In 2018, AWS has announced support for SQS triggered events on AWS Lambda. For companies embracing a serverless architecture this opened up new possibilities for event-driven architecture, streamlining batch infrastructure and much more.
Before the feature launched, if you were a serverless shop that needed to process SQS messages, the only option was to use CloudWatch to trigger a Lambda function, that polled for messages and then either fanned out workers or chewed threw batches of SQS messages. While this worked, it was prone to error. A Lambda function can only live for 5 minutes, at which point it could either spin up another Lambda function and pass the torch or simply wait for CloudWatch to trigger another Lambda function. Depending on how long the Lambda function would run, you either, lost time waiting for the next CloudWatch trigger or had a high number of messages with multiple receives as the Lambda function timed out.
At Edelman Financial Engines, we put a stake in the ground to embrace two things: event-driven architecture and serverless architecture. These two designs have allowed us to create more scalable applications as well as focus on the things that are important to us and have a direct impact on our clients. With the recent Lambda and SQS announcement, we now have a new option to process our queues in a serverless fashion: simply configure an event source mapping on a Lambda function for a queue.
Event-Driven Architecture
When a client or a planner does something on our site, a cascade of decisions and processes are run. An event-driven architecture enables us to do that work in a reasonable amount of time. Take, for example, a client logging in. When a client presses that login button, we have to do a series of things; get the client’s latest holdings from the provider, validate the client’s information, generate a snapshot of the client’s progress, run Monte Carlo simulations and the list goes on.
With event-driven architecture, as soon as the login happens, an event is sent to an event-bus where consumers are standing by waiting to process certain events. In our use case, an analytics consumer could process the login event and trigger a client engagement metric for reporting. Soon after, another event is published saying the client’s latest holdings are updated. Multiple consumers of that event can then pre-calculate the clients current progress and run Monte Carlo simulations simultaneously and cache the results. Now, as the client navigates to our site landing page, their results show up almost instantaneously instead of the 10+ seconds it would normally take if we did this all sequentially.
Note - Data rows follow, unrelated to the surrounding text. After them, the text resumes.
//! Strategy parameters and static settings.
//!
//! Settings are pass-through values for a host runtime (ROI ladder, stoploss,
//! order policy); only `startup_candle_count` affects signal generation.

use crate::domain::error::StrategyError;
use crate::domain::roi::MinimalRoi;
use crate::domain::timeframe::Timeframe;
use std::fmt;
use std::ops::RangeInclusive;
use std::str::FromStr;

/// Which optimization space a parameter belongs to.
#[derive(Debug, Clone, Copy, PartialEq, Eq)]
pub enum ParameterSpace {
    Buy,
    Sell,
}

/// Bounded integer exposed to an external optimizer.
#[derive(Debug, Clone, Copy, PartialEq, Eq)]
pub struct IntParameter {
    pub name: &'static str,
    pub low: i64,
    pub high: i64,
    pub default: i64,
    pub space: ParameterSpace,
}

impl IntParameter {
    pub fn range(&self) -> RangeInclusive<i64> {
        self.low..=self.high
    }

    pub fn contains(&self, value: i64) -> bool {
        self.range().contains(&value)
    }

    pub fn check(&self, value: i64) -> Result<i64, StrategyError> {
        if self.contains(value) {
            Ok(value)
        } else {
            Err(StrategyError::invalid(
                "parameters",
                self.name,
                format!("{} outside [{}, {}]", value, self.low, self.high),
            ))
        }
    }
}

pub const BUY_RSI: IntParameter = IntParameter {
    name: "buy_rsi",
    low: 10,
    high: 40,
    default: 30,
    space: ParameterSpace::Buy,
};

pub const SELL_RSI: IntParameter = IntParameter {
    name: "sell_rsi",
    low: 60,
    high: 90,
    default: 70,
    space: ParameterSpace::Sell,
};

/// RSI crossing thresholds, read-only during evaluation.
#[derive(Debug, Clone, Copy, PartialEq, Eq)]
pub struct StrategyParams {
    pub buy_rsi: i64,
    pub sell_rsi: i64,
}

impl Default for StrategyParams {
    fn default() -> Self {
        StrategyParams {
            buy_rsi: BUY_RSI.default,
            sell_rsi: SELL_RSI.default,
        }
    }
}

impl StrategyParams {
    pub fn new(buy_rsi: i64, sell_rsi: i64) -> Result<Self, StrategyError> {
        Ok(StrategyParams {
            buy_rsi: BUY_RSI.check(buy_rsi)?,
            sell_rsi: SELL_RSI.check(sell_rsi)?,
        })
    }

    pub fn parameters() -> [IntParameter; 2] {
        [BUY_RSI, SELL_RSI]
    }
}

#[derive(Debug, Clone, Copy, PartialEq, Eq)]
pub enum OrderType {
    Limit,
    Market,
}

impl fmt::Display for OrderType {
    fn fmt(&self, f: &mut fmt::Formatter<'_>) -> fmt::Result {
        f.write_str(match self {
            OrderType::Limit => "limit",
            OrderType::Market => "market",
        })
    }
}

impl FromStr for OrderType {
    type Err = String;

    fn from_str(s: &str) -> Result<Self, Self::Err> {
        match s.trim().to_ascii_lowercase().as_str() {
            "limit" => Ok(OrderType::Limit),
            "market" => Ok(OrderType::Market),
            other => Err(format!("unknown order type '{}'", other)),
        }
    }
}

#[derive(Debug, Clone, Copy, PartialEq, Eq)]
pub enum TimeInForce {
    Gtc,
    Fok,
    Ioc,
    Po,
}

impl fmt::Display for TimeInForce {
    fn fmt(&self, f: &mut fmt::Formatter<'_>) -> fmt::Result {
        f.write_str(match self {
            TimeInForce::Gtc => "GTC",
            TimeInForce::Fok => "FOK",
            TimeInForce::Ioc => "IOC",
            TimeInForce::Po => "PO",
        })
    }
}

impl FromStr for TimeInForce {
    type Err = String;

    fn from_str(s: &str) -> Result<Self, Self::Err> {
        match s.trim().to_ascii_uppercase().as_str() {
            "GTC" => Ok(TimeInForce::Gtc),
            "FOK" => Ok(TimeInForce::Fok),
            "IOC" => Ok(TimeInForce::Ioc),
            "PO" => Ok(TimeInForce::Po),
            other => Err(format!("unknown time in force '{}'", other)),
        }
    }
}

#[derive(Debug, Clone, Copy, PartialEq, Eq)]
pub struct OrderTypes {
    pub entry: OrderType,
    pub exit: OrderType,
    pub stoploss: OrderType,
    pub stoploss_on_exchange: bool,
}

impl Default for OrderTypes {
    fn default() -> Self {
        OrderTypes {
            entry: OrderType::Limit,
            exit: OrderType::Limit,
            stoploss: OrderType::Market,
            stoploss_on_exchange: false,
        }
    }
}

#[derive(Debug, Clone, Copy, PartialEq, Eq)]
pub struct OrderTimeInForce {
    pub entry: TimeInForce,
    pub exit: TimeInForce,
}

impl Default for OrderTimeInForce {
    fn default() -> Self {
        OrderTimeInForce {
            entry: TimeInForce::Gtc,
            exit: TimeInForce::Gtc,
        }
    }
}

#[derive(Debug, Clone, Copy, PartialEq, Eq, Default)]
pub enum RunMode {
    #[default]
    Backtest,
    Hyperopt,
    DryRun,
    Live,
}

impl RunMode {
    /// Modes trading against a real order book.
    pub fn is_live(self) -> bool {
        matches!(self, RunMode::DryRun | RunMode::Live)
    }
}

impl fmt::Display for RunMode {
    fn fmt(&self, f: &mut fmt::Formatter<'_>) -> fmt::Result {
        f.write_str(match self {
            RunMode::Backtest => "backtest",
            RunMode::Hyperopt => "hyperopt",
            RunMode::DryRun => "dry_run",
            RunMode::Live => "live",
        })
    }
}

impl FromStr for RunMode {
    type Err = String;

    fn from_str(s: &str) -> Result<Self, Self::Err> {
        match s.trim().to_ascii_lowercase().as_str() {
            "backtest" => Ok(RunMode::Backtest),
            "hyperopt" => Ok(RunMode::Hyperopt),
            "dry_run" | "dry-run" | "dryrun" => Ok(RunMode::DryRun),
            "live" => Ok(RunMode::Live),
            other => Err(format!("unknown run mode '{}'", other)),
        }
    }
}

#[derive(Debug, Clone, PartialEq)]
pub struct StrategySettings {
    pub timeframe: Timeframe,
    pub startup_candle_count: usize,
    pub minimal_roi: MinimalRoi,
    pub stoploss: f64,
    pub trailing_stop: bool,
    pub can_short: bool,
    pub use_exit_signal: bool,
    pub exit_profit_only: bool,
    pub ignore_roi_if_entry_signal: bool,
    pub process_only_new_candles: bool,
    pub order_types: OrderTypes,
    pub order_time_in_force: OrderTimeInForce,
}

pub const STARTUP_CANDLE_COUNT: usize = 30;

impl Default for StrategySettings {
    fn default() -> Self {
        StrategySettings {
            timeframe: Timeframe::M5,
            startup_candle_count: STARTUP_CANDLE_COUNT,
            minimal_roi: MinimalRoi::default(),
            stoploss: -0.10,
            trailing_stop: false,
            can_short: false,
            use_exit_signal: true,
            exit_profit_only: false,
            ignore_roi_if_entry_signal: false,
            process_only_new_candles: true,
            order_types: OrderTypes::default(),
            order_time_in_force: OrderTimeInForce::default(),
        }
    }
}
Having services like SNS and SQS greatly facilitates this architecture model. We can have consumers (AWS Lambda, SQS queue, HTTP endpoint, etc) set as endpoints to SNS topics that do asynchronous heavy lifting on the inputs. For SQS, queues can be processed by a consumer (formerly only EC2 instances, but now, Lambda functions as well) chewing through the messages in a batch fashion.
Serverless Architecture
At Financial Engines, we have embraced a DevOps culture where decisions are shifted to the functional development team level providing greater choice of tools and technology to match various problems at hand. However, what we don’t want is development teams to be bogged down with tasks like OS patching, auto-scaling servers, and so on. To that end, we have set a standard for teams to use managed services when possible.
Teams can spin up complete microservices using AWS Lambda, DynamoDB, S3, etc., without provisioning or managing any server and OS patching, and still get the power they need. In addition to ease of use, we have had significant cost savings from switching to serverless computing. (Checkout this Financial Engines AWS Case Study for more details on that.)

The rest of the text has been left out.